The main reason for the lower DSC values for detecting kidney calculi of our model compared to those developed in human medicine was the smaller size of the kidneys and calculi. The size of the calculi is reportedly associated with model performance. In a previous study in human medicine, kidney calculi were classified into small (0–6 mm), medium (6–20 mm), and large (above 20 mm) sizes (26). The DSC was highest in large size group, at 83.39 ± 2.33; it was 76.08 ± 3.46 in the middle size group, and the lowest in the small size group, at 60.11 ± 0.84. Among the architectures studied in this previous study, SegNet showed the highest difference in DSC between the large and small size groups (80.86 ± 4.54 in the large group and 34.38 ± 1.67 in the small group). DeepLabV3+ could not detect calculi in the small size group. Another study classified kidney calculi into five different size groups results that were consistent with the above. The AUC was highest in the largest calculi group (>125 mm³) and decreased as the size decreased. The size of the kidney calculi included in the current study varied, but the majority of the calculi were small (<3 mm), which meets the criteria of the small size group in human medicine. Compared to the results of previous models in human medicine, our present models showed promising performance in detecting small calculi. Further studies, including more data on larger kidney calculi, can help improve the performance of the models.

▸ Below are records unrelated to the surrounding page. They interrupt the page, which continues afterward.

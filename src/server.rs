use crate::budget::SolverConfig;
use crate::config::ServerConfig;
use crate::data::{ConstraintSet, TimetableOutput};
use crate::error::SolveError;
use crate::solver;
use axum::extract::State;
use axum::extract::rejection::JsonRejection;
use axum::http::StatusCode;
use axum::response::{IntoResponse, Response};
use axum::routing::{get, post};
use axum::{Json, Router};
use log::{error, info};
use serde::Serialize;
use std::sync::Arc;
use std::sync::atomic::{AtomicBool, Ordering};

#[derive(Debug, Serialize)]
#[serde(rename_all = "camelCase")]
struct GenerateResponse {
    success: bool,
    #[serde(flatten)]
    output: TimetableOutput,
}

#[derive(Debug, Serialize)]
#[serde(rename_all = "camelCase")]
struct ErrorResponse {
    success: bool,
    kind: &'static str,
    error: String,
}

#[derive(Debug)]
enum ApiError {
    /// The body is not a well-formed constraint document.
    Malformed(String),
    Solve(SolveError),
    Internal(String),
}

impl IntoResponse for ApiError {
    fn into_response(self) -> Response {
        let (status, kind, error) = match self {
            ApiError::Malformed(msg) => (StatusCode::BAD_REQUEST, "invalid_input", msg),
            ApiError::Solve(e) => {
                let status = match e {
                    SolveError::Invalid(_) => StatusCode::BAD_REQUEST,
                    SolveError::Infeasible => StatusCode::UNPROCESSABLE_ENTITY,
                    SolveError::Aborted(_) => StatusCode::SERVICE_UNAVAILABLE,
                };
                (status, e.kind(), e.to_string())
            }
            ApiError::Internal(msg) => (StatusCode::INTERNAL_SERVER_ERROR, "internal", msg),
        };
        let body = ErrorResponse {
            success: false,
            kind,
            error,
        };
        (status, Json(body)).into_response()
    }
}

/// Raises the flag when the request future is dropped, e.g. on client
/// disconnect, so the blocking search stops early.
struct CancelOnDrop(Arc<AtomicBool>);

impl Drop for CancelOnDrop {
    fn drop(&mut self) {
        self.0.store(true, Ordering::Relaxed);
    }
}

async fn generate_handler(
    State(config): State<SolverConfig>,
    payload: Result<Json<ConstraintSet>, JsonRejection>,
) -> Result<Json<GenerateResponse>, ApiError> {
    let Json(input) = payload.map_err(|rejection| {
        ApiError::Malformed(format!("Invalid constraints: {}", rejection.body_text()))
    })?;

    let stop = Arc::new(AtomicBool::new(false));
    let _guard = CancelOnDrop(Arc::clone(&stop));

    let result = tokio::task::spawn_blocking(move || {
        solver::solve_with_interrupt(&input, &config, &stop)
    })
    .await;

    match result {
        Ok(Ok(output)) => Ok(Json(GenerateResponse {
            success: true,
            output,
        })),
        Ok(Err(e)) => Err(ApiError::Solve(e)),
        Err(join_error) => {
            error!("Solver task failed: {join_error}");
            Err(ApiError::Internal(join_error.to_string()))
        }
    }
}

async fn health_handler() -> &'static str {
    "ok"
}

pub fn router(config: SolverConfig) -> Router {
    Router::new()
        .route("/v1/timetable/generate", post(generate_handler))
        .route("/health", get(health_handler))
        .with_state(config)
}

pub async fn run_server(config: ServerConfig) -> anyhow::Result<()> {
    let app = router(config.solver);

    let listener = tokio::net::TcpListener::bind(config.bind_addr).await?;

    info!("Server running at http://{}", listener.local_addr()?);

    axum::serve(listener, app).await?;
    Ok(())
}
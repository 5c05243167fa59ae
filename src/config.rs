use crate::budget::SolverConfig;
use crate::error::ConfigError;
use std::env;
use std::net::SocketAddr;
use std::time::Duration;

pub const BIND_ADDR_VAR: &str = "TIMETABLE_BIND_ADDR";
pub const MAX_NODES_VAR: &str = "TIMETABLE_MAX_NODES";
pub const TIME_LIMIT_VAR: &str = "TIMETABLE_TIME_LIMIT_MS";
pub const DEFAULT_BIND_ADDR: &str = "127.0.0.1:8080";

#[derive(Debug, Clone, Copy, PartialEq, Eq)]
pub struct ServerConfig {
    pub bind_addr: SocketAddr,
    pub solver: SolverConfig,
}

impl ServerConfig {
    pub fn from_env() -> Result<Self, ConfigError> {
        Self::from_lookup(|var| env::var(var).ok())
    }

    /// Builds the config from any variable source. A limit of `0` disables it.
    pub fn from_lookup<F>(lookup: F) -> Result<Self, ConfigError>
    where
        F: Fn(&str) -> Option<String>,
    {
        let bind_addr: SocketAddr = lookup(BIND_ADDR_VAR)
            .unwrap_or_else(|| DEFAULT_BIND_ADDR.into())
            .parse()
            .map_err(|source| ConfigError::BindAddr {
                var: BIND_ADDR_VAR,
                source,
            })?;

        let max_nodes = match parse_u64(&lookup, MAX_NODES_VAR)? {
            Some(0) => None,
            Some(n) => Some(n),
            None => Some(SolverConfig::DEFAULT_MAX_NODES),
        };
        let time_limit = match parse_u64(&lookup, TIME_LIMIT_VAR)? {
            Some(0) => None,
            Some(ms) => Some(Duration::from_millis(ms)),
            None => Some(SolverConfig::DEFAULT_TIME_LIMIT),
        };

        Ok(Self {
            bind_addr,
            solver: SolverConfig {
                max_nodes,
                time_limit,
            },
        })
    }
}

fn parse_u64<F>(lookup: &F, var: &'static str) -> Result<Option<u64>, ConfigError>
where
    F: Fn(&str) -> Option<String>,
{
    lookup(var)
        .map(|raw| raw.trim().parse())
        .transpose()
        .map_err(|source| ConfigError::Number { var, source })
}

In this study, the age of dogs with kidney calculi was significantly higher than that of dogs without calculi, which is consistent with the results of previous studies. In a human medicine study, it was reported that the prevalence of kidney calculi increased with age, and increasing age was considered a risk factor (38). However, a limitation of the present study is that we were not able to investigate and compare the ages at which calculi first developed, as the relevant data were not available due to the retrospective nature of the study. For consistency, the age at which the CT scan was obtained was considered to be the age of the dog, even if the dog had visited multiple times. Therefore, the age used in this study may have been biased toward older age.

The BW of the dogs with calculi was significantly lower than that of the dogs without calculi. Similarly, a recent study that investigated the prevalence and predictors of upper urinary tract uroliths in dogs found that dogs with upper urinary tract uroliths were significantly older and smaller than those without urolithiasis, which is consistent with our results (1). Also, a previous study showed that body height was inversely associated with the prevalence of kidney calculi diseases in human (39). Several factors have been considered as possible reasons for these results. If BW correlates directly with the ureteral diameter or length, the calculi are likely to spontaneously pass through the ureter more easily in those with a higher BW; however, studies on this topic are lacking. In addition, BW differs by breed and genetic factors might impact urolithiasis risk (1).

One of the limitations of this study was the relatively small size of the kidneys and kidney calculi in dogs compared to those in humans, which acted as an impediment factor for model development. Moreover, some calculi were smaller than the minimum pixel of the labeling program. Therefore, the margins of several calculi in the labeled image did not meet the actual margins of the calculi, which could have resulted the lower DSC values for small calculi in this study and could be considered as false negative. Another limitation of this study was the small number of CT scans included. Further studies with more CT scans may result in a better model performance. In addition, despite the result of this study, the lack of external validation in this study can be considered as a limitation. External validation using independent datasets from clinical fields with different image conditions and qualities would help demonstrate the applicability of the models in the context of practical approach. Another limitation of this study is that the data used for the model development were retrospectively collected from multicenter with different CT scanners, which acted as a major impediment factor of this study. Further prospective study with controlled data could result in the development of models with advanced performance.

In conclusion, the deep learning models proposed in this study showed promising results for the detection of small kidney calculi and highly encouraging results for the automatic segmentation of kidneys from pre-contrast CT images in dogs. These models can potentially assist clinicians in the detection of kidney calculi. Further studies using models that can automatically provide accurate volumes of calculi may have considerable clinical utility.

Data availability statement

The original contributions presented in the study are included in the article/supplementary material, further inquiries can be directed to the corresponding author.

Ethics statement

The animal studies were approved by the Institutional Animal Care and Use Committee of Jeonbuk National University. The studies were conducted in accordance with the local legislation and institutional requirements. Written informed consent was obtained from the owners for the participation of their animals in this study.

Author contributions

YJ and HY: conception, design, drafting, and acquisition of data. YJ, GH, SL, KL, and HY: analysis, interpretation of data, revision for intellectual content, and final approval of the completed article. All authors contributed to the article and approved the submitted version.

Funding

This work was supported by the National Research Foundation of Korea and funded by a grant from the Korean Government (No. 2021R1C1C1006794).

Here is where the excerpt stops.